Vegetable vendors by day, sellers of stolen SUVs at night: Delhi cops bust auto-lifter gang
They sold vegetables by day and sold stolen luxury cars by night. This inter-state auto-lifting racket was running smoothly till the Delhi Police Crime Branch swooped in.
They arrested four Punjab-based receivers and recovered 21 high-end vehicles — including Fortuners, Thars, and Cretas — all bearing fake number plates, forged registration certificates, and tampered chassis and engine numbers, police said Tuesday.
The crackdown followed weeks of surveillance and pattern analysis, said police. Investigators noticed that the gang's operations were well-oiled and peaked around midnight, targeting luxury vehicles, which were stolen in a matter of minutes and moved to Punjab, especially its border districts.
On May 7, based on a tip-off, a police team intercepted a stolen blue Baleno on the DND Flyway en route to the KMP expressway. The vehicle, bearing fake plates, was reported stolen from South Delhi's Saket. The two men inside — Avtar Singh (40) and Harpreet Singh (32) — were nabbed. A forged registration certificate was also seized from them, said police.
During questioning, the duo admitted to being long-time receivers of stolen vehicles, which they sold across Amritsar and Ludhiana after modifying the cars and forging documents.
They named their suppliers and admitted to involvement in 15-20 similar transactions. Police subsequently took them on a 10-day remand and launched raids in Punjab's Amritsar and Tarn Taran districts, leading to the arrest of two more accused — Paramdeep of Ludhiana and Manpreet of Ferozepur.

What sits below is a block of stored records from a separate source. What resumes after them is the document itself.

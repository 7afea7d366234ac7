//! `NetFabric` backed by iproute2, nsenter and ping
//!
//! Named namespaces are entered with `ip netns exec`, container namespaces
//! with `nsenter -t <pid> -n`.

use super::{NetFabric, NetnsRef};
use crate::error::{Error, Result};
use ipnet::IpNet;
use std::io::Read;
use std::net::IpAddr;
use std::process::{Command, Output, Stdio};
use std::thread;
use std::time::{Duration, Instant};
use tracing::{debug, trace};

/// Polling interval while waiting on a probe child
const POLL_INTERVAL: Duration = Duration::from_millis(20);

/// Extra time granted to a ping child beyond its own deadline
const PROBE_GRACE: Duration = Duration::from_millis(500);

/// iproute2-based fabric
#[derive(Debug, Clone, Default)]
pub struct IpRoute {
    /// Prefix every command with `sudo`
    sudo: bool,
}

impl IpRoute {
    /// Fabric that runs commands directly (caller is root)
    pub fn new() -> Self {
        Self::default()
    }

    /// Fabric that runs every command through `sudo`
    pub fn with_sudo() -> Self {
        Self { sudo: true }
    }

    fn command(&self, args: &[String]) -> Command {
        let (program, rest) = if self.sudo {
            ("sudo", args)
        } else {
            (args[0].as_str(), &args[1..])
        };
        let mut cmd = Command::new(program);
        cmd.args(rest);
        cmd
    }

    /// Run a command, returning raw output
    fn run(&self, args: &[String]) -> Result<Output> {
        trace!(command = %args.join(" "), "exec");
        self.command(args).output().map_err(|e| Error::CommandFailed {
            command: args.join(" "),
            message: e.to_string(),
        })
    }

    /// Run a command, failing with its stderr on non-zero exit
    fn run_checked(&self, args: &[String]) -> Result<Output> {
        let output = self.run(args)?;
        if !output.status.success() {
            return Err(Error::CommandFailed {
                command: args.join(" "),
                message: String::from_utf8_lossy(&output.stderr).trim().to_string(),
            });
        }
        Ok(output)
    }

    /// Like `run_checked`, but treat "does not exist" style errors as success
    fn run_absent_ok(&self, args: &[String]) -> Result<()> {
        let output = self.run(args)?;
        if output.status.success() {
            return Ok(());
        }
        let stderr = String::from_utf8_lossy(&output.stderr);
        if is_absent(&stderr) {
            debug!(command = %args.join(" "), "target already gone");
            return Ok(());
        }
        Err(Error::CommandFailed {
            command: args.join(" "),
            message: stderr.trim().to_string(),
        })
    }
}

/// Build `args` so that they execute inside `ns`
fn in_ns(ns: Option<&NetnsRef>, args: &[&str]) -> Vec<String> {
    let mut full: Vec<String> = match ns {
        None => Vec::new(),
        Some(NetnsRef::Named(name)) => vec!["ip".into(), "netns".into(), "exec".into(), name.clone()],
        Some(NetnsRef::Pid(pid)) => vec![
            "nsenter".into(),
            "-t".into(),
            pid.to_string(),
            "-n".into(),
        ],
    };
    full.extend(args.iter().map(|a| a.to_string()));
    full
}

/// Interface name from one line of `ip -o link show`
/// (`"7: fnabv3a@fnabv3b: <BROADCAST,...> ..."`)
fn parse_link_name(line: &str) -> Option<String> {
    let name = line.split(": ").nth(1)?;
    let name = name.split('@').next()?.trim();
    (!name.is_empty()).then(|| name.to_string())
}

fn is_absent(stderr: &str) -> bool {
    stderr.contains("Cannot find device")
        || stderr.contains("does not exist")
        || stderr.contains("No such file or directory")
}

/// Wait for a child with a hard deadline, killing it on expiry.
///
/// Returns `None` on timeout.
fn wait_bounded(mut child: std::process::Child, timeout: Duration) -> Result<Option<(bool, String)>> {
    let start = Instant::now();
    loop {
        match child.try_wait() {
            Ok(Some(status)) => {
                let mut stderr = String::new();
                if let Some(mut s) = child.stderr.take() {
                    s.read_to_string(&mut stderr).ok();
                }
                return Ok(Some((status.success(), stderr)));
            }
            Ok(None) => {
                if start.elapsed() >= timeout {
                    let _ = child.kill();
                    let _ = child.wait();
                    return Ok(None);
                }
                thread::sleep(POLL_INTERVAL);
            }
            Err(e) => return Err(Error::Io(e)),
        }
    }
}

impl NetFabric for IpRoute {
    fn create_namespace(&self, name: &str) -> Result<()> {
        self.run_checked(&in_ns(None, &["ip", "netns", "add", name]))?;
        self.run_checked(&in_ns(
            Some(&NetnsRef::Named(name.to_string())),
            &["ip", "link", "set", "lo", "up"],
        ))?;
        debug!(ns = name, "created network namespace");
        Ok(())
    }

    fn delete_namespace(&self, name: &str) -> Result<()> {
        self.run_absent_ok(&in_ns(None, &["ip", "netns", "del", name]))?;
        debug!(ns = name, "deleted network namespace");
        Ok(())
    }

    fn list_namespaces(&self) -> Result<Vec<String>> {
        let output = self.run_checked(&in_ns(None, &["ip", "netns", "list"]))?;
        // Lines look like "name (id: 3)" or just "name"
        Ok(String::from_utf8_lossy(&output.stdout)
            .lines()
            .filter_map(|line| line.split_whitespace().next())
            .map(str::to_string)
            .collect())
    }

    fn list_interfaces(&self, ns: Option<&NetnsRef>) -> Result<Vec<String>> {
        let output = self.run_checked(&in_ns(ns, &["ip", "-o", "link", "show"]))?;
        Ok(String::from_utf8_lossy(&output.stdout)
            .lines()
            .filter_map(parse_link_name)
            .collect())
    }

    fn create_veth(&self, a: &str, b: &str) -> Result<()> {
        self.run_checked(&in_ns(
            None,
            &["ip", "link", "add", a, "type", "veth", "peer", "name", b],
        ))?;
        debug!(a, b, "created veth pair");
        Ok(())
    }

    fn move_interface(&self, ifname: &str, target: &NetnsRef, new_name: &str) -> Result<()> {
        let dest = match target {
            NetnsRef::Named(name) => name.clone(),
            NetnsRef::Pid(pid) => pid.to_string(),
        };
        self.run_checked(&in_ns(None, &["ip", "link", "set", ifname, "netns", &dest]))?;
        self.run_checked(&in_ns(
            Some(target),
            &["ip", "link", "set", ifname, "name", new_name],
        ))?;
        debug!(ifname, %target, new_name, "moved interface");
        Ok(())
    }

    fn set_address(&self, ns: &NetnsRef, ifname: &str, addr: &IpNet) -> Result<()> {
        let cidr = addr.to_string();
        self.run_checked(&in_ns(Some(ns), &["ip", "addr", "add", &cidr, "dev", ifname]))?;
        debug!(%ns, ifname, %addr, "assigned address");
        Ok(())
    }

    fn set_up(&self, ns: &NetnsRef, ifname: &str) -> Result<()> {
        self.run_checked(&in_ns(Some(ns), &["ip", "link", "set", ifname, "up"]))?;
        Ok(())
    }

    fn create_bridge(&self, ns: &NetnsRef, bridge: &str) -> Result<()> {
        self.run_checked(&in_ns(
            Some(ns),
            &["ip", "link", "add", "name", bridge, "type", "bridge"],
        ))?;
        self.set_up(ns, bridge)?;
        debug!(%ns, bridge, "created bridge");
        Ok(())
    }

    fn attach_to_bridge(&self, ns: &NetnsRef, ifname: &str, bridge: &str) -> Result<()> {
        self.run_checked(&in_ns(
            Some(ns),
            &["ip", "link", "set", ifname, "master", bridge],
        ))?;
        Ok(())
    }

    fn delete_interface(&self, ns: Option<&NetnsRef>, ifname: &str) -> Result<()> {
        self.run_absent_ok(&in_ns(ns, &["ip", "link", "del", ifname]))?;
        debug!(ifname, "deleted interface");
        Ok(())
    }

    fn ping(&self, from: &NetnsRef, dst: IpAddr, timeout: Duration) -> Result<bool> {
        let wait_secs = timeout.as_secs().max(1).to_string();
        let target = dst.to_string();
        let args = in_ns(Some(from), &["ping", "-n", "-c", "1", "-W", &wait_secs, &target]);

        let child = self
            .command(&args)
            .stdout(Stdio::null())
            .stderr(Stdio::piped())
            .spawn()
            .map_err(|e| Error::CommandFailed {
                command: args.join(" "),
                message: e.to_string(),
            })?;

        match wait_bounded(child, timeout + PROBE_GRACE)? {
            Some((reached, stderr)) => {
                if !reached && !stderr.trim().is_empty() {
                    debug!(%from, %dst, stderr = %stderr.trim(), "probe failed");
                }
                Ok(reached)
            }
            None => {
                debug!(%from, %dst, "probe timed out");
                Ok(false)
            }
        }
    }
}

Police said their probe revealed a consistent modus operandi: the gang purchased stolen high-end vehicles for Rs 4-5 lakh each, tampered with identification numbers, generated fake registration papers, and resold the cars as legitimate all over Punjab.
The accused came from varied backgrounds.
Avtar Singh, a former property dealer turned vegetable vendor, had previously been arrested in Amritsar and was linked to over 10 vehicle recoveries.
Harpreet Singh, a BCA graduate with a stint in Cyprus as a pig farmer, turned to auto theft after returning to India.
Paramdeep once ran an auto-parts factory that collapsed during the pandemic, pushing him into illegal vehicle trading.
Manpreet, a civil engineer and former driver, also had two past arrests and a pending divorce case.
The recovered vehicles span across multiple police jurisdictions in Delhi and beyond, including Saket, Shalimar Bagh, Tilak Nagar, Khyala, Dwarka, Keshav Puram, Vasant Vihar, and even Ghaziabad and Gurgaon.